* WHAT IS EXPECTED
What is needed is a copy of each line in the listing that contains "None".

* PROVIDED MATERIAL

--------------------------------

//! Batch targets: catalog URLs, batch files and track selections

use crate::error::{Error, Result};
use crate::types::{CollectionKind, CollectionRef};
use serde::{Deserialize, Serialize};
use std::collections::BTreeSet;
use url::Url;

/// What a catalog URL points at
#[derive(Clone, Copy, Debug, PartialEq, Eq, Serialize, Deserialize)]
#[serde(rename_all = "kebab-case")]
pub enum TargetKind {
    /// Whole album (or one item of it with `?i=`)
    Album,
    /// Playlist
    Playlist,
    /// Single song; resolved to its album at run time
    Song,
    /// Standalone music video
    MusicVideo,
}

/// Parsed catalog URL
#[derive(Clone, Debug, PartialEq, Eq, Serialize, Deserialize)]
pub struct CatalogTarget {
    /// Storefront code from the first path segment
    pub storefront: String,
    /// Kind of resource
    pub kind: TargetKind,
    /// Catalog id
    pub id: String,
    /// Item picked inside an album via `?i=<id>`
    pub item_id: Option<String>,
}

impl CatalogTarget {
    /// Parse `https://<host>/<storefront>/<kind>[/<slug>]/<id>[?i=<item>]`
    ///
    /// # Examples
    ///
    /// ```
    /// use media_dl::target::{CatalogTarget, TargetKind};
    ///
    /// let t = CatalogTarget::parse("https://music.example.com/us/album/some-album/1440818839?i=1440818840").unwrap();
    /// assert_eq!(t.kind, TargetKind::Album);
    /// assert_eq!(t.id, "1440818839");
    /// assert_eq!(t.item_id.as_deref(), Some("1440818840"));
    /// ```
    pub fn parse(input: &str) -> Result<Self> {
        let url = Url::parse(input.trim())
            .map_err(|e| Error::InvalidTarget(format!("{input}: {e}")))?;
        let segments: Vec<&str> = url
            .path_segments()
            .map(|s| s.filter(|seg| !seg.is_empty()).collect())
            .unwrap_or_default();

        let [storefront, kind, .., id] = segments.as_slice() else {
            return Err(Error::InvalidTarget(format!("{input}: too few path segments")));
        };
        if storefront.len() != 2 || !storefront.chars().all(|c| c.is_ascii_alphabetic()) {
            return Err(Error::InvalidTarget(format!(
                "{input}: {storefront} is not a storefront code"
            )));
        }
        let kind = match *kind {
            "album" => TargetKind::Album,
            "playlist" => TargetKind::Playlist,
            "song" => TargetKind::Song,
            "music-video" => TargetKind::MusicVideo,
            other => {
                return Err(Error::InvalidTarget(format!(
                    "{input}: unsupported resource type {other}"
                )));
            }
        };
        if segments.len() > 4 {
            return Err(Error::InvalidTarget(format!("{input}: unexpected path")));
        }

        let id = id.strip_prefix("id").unwrap_or(id).to_string();
        let valid_id = match kind {
            TargetKind::Playlist => id.starts_with("pl."),
            _ => !id.is_empty() && id.chars().all(|c| c.is_ascii_digit()),
        };
        if !valid_id {
            return Err(Error::InvalidTarget(format!("{input}: invalid id {id}")));
        }

        let item_id = match kind {
            TargetKind::Album => url
                .query_pairs()
                .find(|(key, _)| key == "i")
                .map(|(_, value)| value.into_owned()),
            _ => None,
        };

        Ok(Self {
            storefront: storefront.to_lowercase(),
            kind,
            id,
            item_id,
        })
    }

    /// Collection to fetch, unless the target is a song that needs a lookup first
    pub fn collection_ref(&self) -> Option<CollectionRef> {
        let kind = match self.kind {
            TargetKind::Album => CollectionKind::Album,
            TargetKind::Playlist => CollectionKind::Playlist,
            TargetKind::MusicVideo => CollectionKind::Single,
            TargetKind::Song => return None,
        };
        Some(CollectionRef {
            kind,
            id: self.id.clone(),
            storefront: self.storefront.clone(),
        })
    }
}

/// Lines of a newline-delimited batch file, skipping blanks and `#` comments
pub fn read_batch_file(text: &str) -> Vec<String> {
    text.lines()
        .map(str::trim)
        .filter(|line| !line.is_empty() && !line.starts_with('#'))
        .map(str::to_string)
        .collect()
}

/// Parse a track selection such as `all`, `1,3,5` or `2-4 7`
///
/// Returns sorted, de-duplicated 1-based ordinals. Numbers outside `1..=total` are
/// dropped with a warning.
pub fn parse_track_selection(input: &str, total: usize) -> Result<Vec<usize>> {
    let input = input.trim();
    if input.eq_ignore_ascii_case("all") {
        return Ok((1..=total).collect());
    }

    let mut picked = BTreeSet::new();
    for token in input.split([',', ' ']).filter(|t| !t.is_empty()) {
        let (start, end) = match token.split_once('-') {
            Some((a, b)) => (parse_ordinal(a, token)?, parse_ordinal(b, token)?),
            None => {
                let n = parse_ordinal(token, token)?;
                (n, n)
            }
        };
        if start > end {
            return Err(Error::InvalidTarget(format!("reversed range {token}")));
        }
        let (low, high) = (start.max(1), end.min(total));
        if low != start || high != end {
            tracing::warn!(range = %token, total, "Ignoring out-of-range track numbers");
        }
        picked.extend(low..=high);
    }

    if picked.is_empty() {
        return Err(Error::InvalidTarget(format!("no tracks selected by {input:?}")));
    }
    Ok(picked.into_iter().collect())
}

fn parse_ordinal(s: &str, token: &str) -> Result<usize> {
    s.trim()
        .parse()
        .map_err(|_| Error::InvalidTarget(format!("invalid track selection {token}")))
}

--------------------------------

* WORKED SOLUTION
            _ => None,
            TargetKind::Song => return None,
            None => {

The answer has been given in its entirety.